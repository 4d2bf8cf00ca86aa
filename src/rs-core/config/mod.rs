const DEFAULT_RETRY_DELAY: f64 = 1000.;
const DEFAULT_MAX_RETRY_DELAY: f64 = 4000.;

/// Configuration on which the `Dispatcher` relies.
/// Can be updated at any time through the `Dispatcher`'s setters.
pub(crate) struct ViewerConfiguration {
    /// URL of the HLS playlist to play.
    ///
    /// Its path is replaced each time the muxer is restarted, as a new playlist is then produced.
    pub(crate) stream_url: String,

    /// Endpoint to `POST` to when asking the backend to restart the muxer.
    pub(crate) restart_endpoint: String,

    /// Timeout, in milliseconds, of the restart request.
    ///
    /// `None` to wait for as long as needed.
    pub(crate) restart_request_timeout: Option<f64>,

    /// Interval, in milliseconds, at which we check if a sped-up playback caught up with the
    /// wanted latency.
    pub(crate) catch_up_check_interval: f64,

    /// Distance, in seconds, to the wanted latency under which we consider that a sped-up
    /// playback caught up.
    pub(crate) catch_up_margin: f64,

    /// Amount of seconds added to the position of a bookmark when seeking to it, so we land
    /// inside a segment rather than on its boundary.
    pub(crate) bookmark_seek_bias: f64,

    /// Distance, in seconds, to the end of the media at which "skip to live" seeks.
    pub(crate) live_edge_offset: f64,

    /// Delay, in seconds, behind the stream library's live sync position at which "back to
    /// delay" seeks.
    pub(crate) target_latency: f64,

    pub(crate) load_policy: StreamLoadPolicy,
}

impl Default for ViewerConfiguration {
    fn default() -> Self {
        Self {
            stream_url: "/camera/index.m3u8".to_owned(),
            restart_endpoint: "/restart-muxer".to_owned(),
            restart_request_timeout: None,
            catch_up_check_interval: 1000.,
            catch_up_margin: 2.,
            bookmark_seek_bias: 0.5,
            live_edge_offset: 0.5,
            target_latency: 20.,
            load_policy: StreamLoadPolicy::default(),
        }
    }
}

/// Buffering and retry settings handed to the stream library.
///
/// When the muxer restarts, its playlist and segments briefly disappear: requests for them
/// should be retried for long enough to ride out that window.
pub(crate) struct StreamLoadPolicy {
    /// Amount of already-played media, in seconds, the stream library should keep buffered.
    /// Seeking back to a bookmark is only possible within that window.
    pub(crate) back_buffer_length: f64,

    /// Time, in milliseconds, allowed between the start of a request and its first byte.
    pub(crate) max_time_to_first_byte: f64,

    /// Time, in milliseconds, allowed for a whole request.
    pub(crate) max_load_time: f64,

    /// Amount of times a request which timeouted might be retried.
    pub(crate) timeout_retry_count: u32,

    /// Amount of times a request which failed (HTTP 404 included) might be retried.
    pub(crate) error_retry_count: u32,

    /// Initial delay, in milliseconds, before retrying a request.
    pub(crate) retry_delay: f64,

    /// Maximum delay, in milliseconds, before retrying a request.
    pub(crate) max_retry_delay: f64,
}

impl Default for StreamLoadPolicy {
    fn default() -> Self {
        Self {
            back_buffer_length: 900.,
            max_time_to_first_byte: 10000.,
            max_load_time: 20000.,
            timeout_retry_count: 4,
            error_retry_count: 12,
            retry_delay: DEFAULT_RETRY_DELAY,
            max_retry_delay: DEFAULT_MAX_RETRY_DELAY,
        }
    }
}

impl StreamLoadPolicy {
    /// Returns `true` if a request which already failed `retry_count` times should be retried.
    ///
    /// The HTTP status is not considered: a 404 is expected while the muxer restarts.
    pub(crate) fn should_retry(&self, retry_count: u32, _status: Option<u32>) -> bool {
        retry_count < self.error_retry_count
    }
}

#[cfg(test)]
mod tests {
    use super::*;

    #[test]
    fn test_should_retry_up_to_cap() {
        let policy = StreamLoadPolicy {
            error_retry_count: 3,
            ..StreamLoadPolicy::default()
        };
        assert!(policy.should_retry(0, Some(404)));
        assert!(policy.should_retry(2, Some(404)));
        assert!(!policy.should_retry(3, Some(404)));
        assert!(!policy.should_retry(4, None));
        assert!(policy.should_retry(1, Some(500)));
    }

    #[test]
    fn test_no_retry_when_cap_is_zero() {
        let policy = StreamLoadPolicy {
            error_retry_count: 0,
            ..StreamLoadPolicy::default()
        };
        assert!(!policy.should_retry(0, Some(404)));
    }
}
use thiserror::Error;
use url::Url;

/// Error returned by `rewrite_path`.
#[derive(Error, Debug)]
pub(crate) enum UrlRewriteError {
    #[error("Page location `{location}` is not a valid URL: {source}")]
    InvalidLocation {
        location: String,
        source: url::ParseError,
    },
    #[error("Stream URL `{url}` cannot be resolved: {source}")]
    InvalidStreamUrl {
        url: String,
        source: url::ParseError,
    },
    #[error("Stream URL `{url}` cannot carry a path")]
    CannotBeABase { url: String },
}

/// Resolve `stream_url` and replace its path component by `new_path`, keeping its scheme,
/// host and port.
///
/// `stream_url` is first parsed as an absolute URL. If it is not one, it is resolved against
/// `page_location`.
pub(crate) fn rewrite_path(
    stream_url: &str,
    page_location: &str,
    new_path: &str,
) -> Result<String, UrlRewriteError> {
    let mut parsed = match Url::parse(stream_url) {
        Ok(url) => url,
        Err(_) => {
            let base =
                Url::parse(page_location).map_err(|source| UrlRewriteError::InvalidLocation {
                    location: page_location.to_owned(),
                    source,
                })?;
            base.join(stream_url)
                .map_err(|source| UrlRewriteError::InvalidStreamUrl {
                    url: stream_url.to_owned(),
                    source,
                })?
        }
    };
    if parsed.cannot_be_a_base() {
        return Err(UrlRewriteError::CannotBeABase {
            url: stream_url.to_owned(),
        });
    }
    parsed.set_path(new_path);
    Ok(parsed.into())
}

-------------------------

▶ **Your goal**
Exact copies of every record are required.

▶ **Exercise answer**
repository 4d2bf8cf00ca86aa
filename src/rs-core/config/mod.rs
const DEFAULT_RETRY_DELAY: f64 = 1000.;
const DEFAULT_MAX_RETRY_DELAY: f64 = 4000.;

/// Configuration on which the `Dispatcher` relies.
/// Can be updated at any time through the `Dispatcher`'s setters.
pub(crate) struct ViewerConfiguration {
    /// URL of the HLS playlist to play.
    ///
    /// Its path is replaced each time the muxer is restarted, as a new playlist is then produced.
    pub(crate) stream_url: String,

    /// Endpoint to `POST` to when asking the backend to restart the muxer.
    pub(crate) restart_endpoint: String,

    /// Timeout, in milliseconds, of the restart request.
    ///
    /// `None` to wait for as long as needed.
    pub(crate) restart_request_timeout: Option<f64>,

    /// Interval, in milliseconds, at which we check if a sped-up playback caught up with the
    /// wanted latency.
    pub(crate) catch_up_check_interval: f64,

    /// Distance, in seconds, to the wanted latency under which we consider that a sped-up
    /// playback caught up.
    pub(crate) catch_up_margin: f64,

    /// Amount of seconds added to the position of a bookmark when seeking to it, so we land
    /// inside a segment rather than on its boundary.
    pub(crate) bookmark_seek_bias: f64,

    /// Distance, in seconds, to the end of the media at which "skip to live" seeks.
    pub(crate) live_edge_offset: f64,

    /// Delay, in seconds, behind the stream library's live sync position at which "back to
    /// delay" seeks.
    pub(crate) target_latency: f64,

    pub(crate) load_policy: StreamLoadPolicy,
}

impl Default for ViewerConfiguration {
    fn default() -> Self {
        Self {
            stream_url: "/camera/index.m3u8".to_owned(),
            restart_endpoint: "/restart-muxer".to_owned(),
            restart_request_timeout: None,
            catch_up_check_interval: 1000.,
            catch_up_margin: 2.,
            bookmark_seek_bias: 0.5,
            live_edge_offset: 0.5,
            target_latency: 20.,
            load_policy: StreamLoadPolicy::default(),
        }
    }
}

/// Buffering and retry settings handed to the stream library.
///
/// When the muxer restarts, its playlist and segments briefly disappear: requests for them
/// should be retried for long enough to ride out that window.
pub(crate) struct StreamLoadPolicy {
    /// Amount of already-played media, in seconds, the stream library should keep buffered.
    /// Seeking back to a bookmark is only possible within that window.
    pub(crate) back_buffer_length: f64,

    /// Time, in milliseconds, allowed between the start of a request and its first byte.
    pub(crate) max_time_to_first_byte: f64,

    /// Time, in milliseconds, allowed for a whole request.
    pub(crate) max_load_time: f64,

    /// Amount of times a request which timeouted might be retried.
    pub(crate) timeout_retry_count: u32,

    /// Amount of times a request which failed (HTTP 404 included) might be retried.
    pub(crate) error_retry_count: u32,

    /// Initial delay, in milliseconds, before retrying a request.
    pub(crate) retry_delay: f64,

    /// Maximum delay, in milliseconds, before retrying a request.
    pub(crate) max_retry_delay: f64,
}

impl Default for StreamLoadPolicy {
    fn default() -> Self {
        Self {
            back_buffer_length: 900.,
            max_time_to_first_byte: 10000.,
            max_load_time: 20000.,
            timeout_retry_count: 4,
            error_retry_count: 12,
            retry_delay: DEFAULT_RETRY_DELAY,
            max_retry_delay: DEFAULT_MAX_RETRY_DELAY,
        }
    }
}

impl StreamLoadPolicy {
    /// Returns `true` if a request which already failed `retry_count` times should be retried.
    ///
    /// The HTTP status is not considered: a 404 is expected while the muxer restarts.
    pub(crate) fn should_retry(&self, retry_count: u32, _status: Option<u32>) -> bool {
        retry_count < self.error_retry_count
    }
}

#[cfg(test)]
mod tests {
    use super::*;

    #[test]
    fn test_should_retry_up_to_cap() {
        let policy = StreamLoadPolicy {
            error_retry_count: 3,
            ..StreamLoadPolicy::default()
        };
        assert!(policy.should_retry(0, Some(404)));
        assert!(policy.should_retry(2, Some(404)));
        assert!(!policy.should_retry(3, Some(404)));
        assert!(!policy.should_retry(4, None));
        assert!(policy.should_retry(1, Some(500)));
    }

    #[test]
    fn test_no_retry_when_cap_is_zero() {
        let policy = StreamLoadPolicy {
            error_retry_count: 0,
            ..StreamLoadPolicy::default()
        };
        assert!(!policy.should_retry(0, Some(404)));
    }
}
use thiserror::Error;
use url::Url;

/// Error returned by `rewrite_path`.
#[derive(Error, Debug)]
pub(crate) enum UrlRewriteError {
    #[error("Page location `{location}` is not a valid URL: {source}")]
    InvalidLocation {
        location: String,
        source: url::ParseError,
    },
    #[error("Stream URL `{url}` cannot be resolved: {source}")]
    InvalidStreamUrl {
        url: String,
        source: url::ParseError,
    },
    #[error("Stream URL `{url}` cannot carry a path")]
    CannotBeABase { url: String },
}

/// Resolve `stream_url` and replace its path component by `new_path`, keeping its scheme,
/// host and port.
///
/// `stream_url` is first parsed as an absolute URL. If it is not one, it is resolved against
/// `page_location`.
pub(crate) fn rewrite_path(
    stream_url: &str,
    page_location: &str,
    new_path: &str,
) -> Result<String, UrlRewriteError> {
    let mut parsed = match Url::parse(stream_url) {
        Ok(url) => url,
        Err(_) => {
            let base =
                Url::parse(page_location).map_err(|source| UrlRewriteError::InvalidLocation {
                    location: page_location.to_owned(),
                    source,
                })?;
            base.join(stream_url)
                .map_err(|source| UrlRewriteError::InvalidStreamUrl {
                    url: stream_url.to_owned(),
                    source,
                })?
        }
    };
    if parsed.cannot_be_a_base() {
        return Err(UrlRewriteError::CannotBeABase {
            url: stream_url.to_owned(),
        });
    }
    parsed.set_path(new_path);
    Ok(parsed.into())
}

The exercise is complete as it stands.